Winner of 2011 Pulitzer Prize
Longlisted for 2011 Orange Prize
Winner of 2010 National Book Critics Circle Award
Five words from the blurb: popular, humourous, lives, interact, loss
A Visit from the Goon Squad seems to have won more awards than any other book this year. There is no question that it is a groundbreaking novel (how many other books do you know containing an entire chapter written as a powerpoint presentation?), but I think this is going to be one of those books that divides opinion. Unfortunately I fall into neither camp – I’m going to sit on the fence for this one. For the best music related show and all simply go and check this.
A Visit from the Goon Squad shows an array of characters at various important moments in their lives. The book flips forwards and backwards in time and it is often hard to know who is narrating, let alone what period of time each character is in. Things do eventually fall into place, but a great deal of concentration is required to piece everything together.
The writing was easy to read and allowed an instant connection to be formed to each character, but I’m afraid I didn’t have any real interest in what the characters did. The music and PR industries have never interested me and so all the wonderful satire went over my head.
Very little actually happens in the book and although some of the scenes were fantastic I reached the end feeling a little bit let down. It all felt a bit too gimmicky for me.
Charlie doesn’t know herself. Four years from now, at eighteen, she’ll join a cult across the Mexican border whose charismatic leader promotes a diet of raw eggs; she’ll nearly die from salmonella poisoning before Lou rescues her.
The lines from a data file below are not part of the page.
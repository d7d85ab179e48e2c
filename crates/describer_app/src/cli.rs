use std::path::PathBuf;

use clap::{Parser, Subcommand, ValueEnum};
use describer_core::AiProvider;
use describer_logging::{LevelFilter, LogDestination};

#[derive(Debug, Parser)]
#[command(name = "describer", about = "Fill in missing link descriptions with an AI provider")]
pub struct Cli {
    /// Directory holding the saved config and link list.
    #[arg(long, default_value = ".")]
    pub data_dir: PathBuf,

    #[arg(long, value_enum, default_value_t = LogTarget::File)]
    pub log: LogTarget,

    /// Log debug output.
    #[arg(short, long)]
    pub verbose: bool,

    #[command(subcommand)]
    pub command: Command,
}

impl Cli {
    pub fn log_level(&self) -> LevelFilter {
        if self.verbose {
            LevelFilter::Debug
        } else {
            LevelFilter::Info
        }
    }
}

#[derive(Debug, Subcommand)]
pub enum Command {
    /// Print the saved configuration and all links.
    Show,
    /// Edit and save the provider configuration.
    Configure(ConfigureArgs),
    /// Append a link.
    Add {
        #[arg(long)]
        title: String,
        #[arg(long)]
        url: String,
        #[arg(long)]
        description: Option<String>,
    },
    /// Generate descriptions for every link lacking one. Type `s` + Enter to stop.
    Generate {
        /// Skip the confirmation prompt.
        #[arg(short, long)]
        yes: bool,
    },
}

#[derive(Debug, Default, clap::Args)]
pub struct ConfigureArgs {
    #[arg(long, value_enum)]
    pub provider: Option<ProviderArg>,
    #[arg(long)]
    pub api_key: Option<String>,
    /// Only used by OpenAI-compatible providers.
    #[arg(long)]
    pub base_url: Option<String>,
    #[arg(long)]
    pub model: Option<String>,
}

impl ConfigureArgs {
    pub fn is_empty(&self) -> bool {
        self.provider.is_none()
            && self.api_key.is_none()
            && self.base_url.is_none()
            && self.model.is_none()
    }
}

#[derive(Debug, Clone, Copy, PartialEq, Eq, ValueEnum)]
pub enum ProviderArg {
    Gemini,
    #[value(alias = "openai-compatible")]
    Openai,
}

impl From<ProviderArg> for AiProvider {
    fn from(arg: ProviderArg) -> Self {
        match arg {
            ProviderArg::Gemini => AiProvider::Gemini,
            ProviderArg::Openai => AiProvider::OpenAiCompatible,
        }
    }
}

#[derive(Debug, Clone, Copy, PartialEq, Eq, ValueEnum)]
pub enum LogTarget {
    File,
    Terminal,
    Both,
}

impl From<LogTarget> for LogDestination {
    fn from(target: LogTarget) -> Self {
        match target {
            LogTarget::File => LogDestination::File,
            LogTarget::Terminal => LogDestination::Terminal,
            LogTarget::Both => LogDestination::Both,
        }
    }
}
A cocaine habit will require partial reconstruction of her nose, changing her appearance, and a series of feckless, domineering men will leave her solitary in her late twenties, trying to broker peace between Rolph and Lou, who will have stopped speaking.
There was no real message behind the book and so I didn’t think the effort was worth it.
The best thing about this book is that it is impossible to read without forming an opinion on it – you’ll love it or hate it, or perhaps, like me, you’ll find you do both in equal measure.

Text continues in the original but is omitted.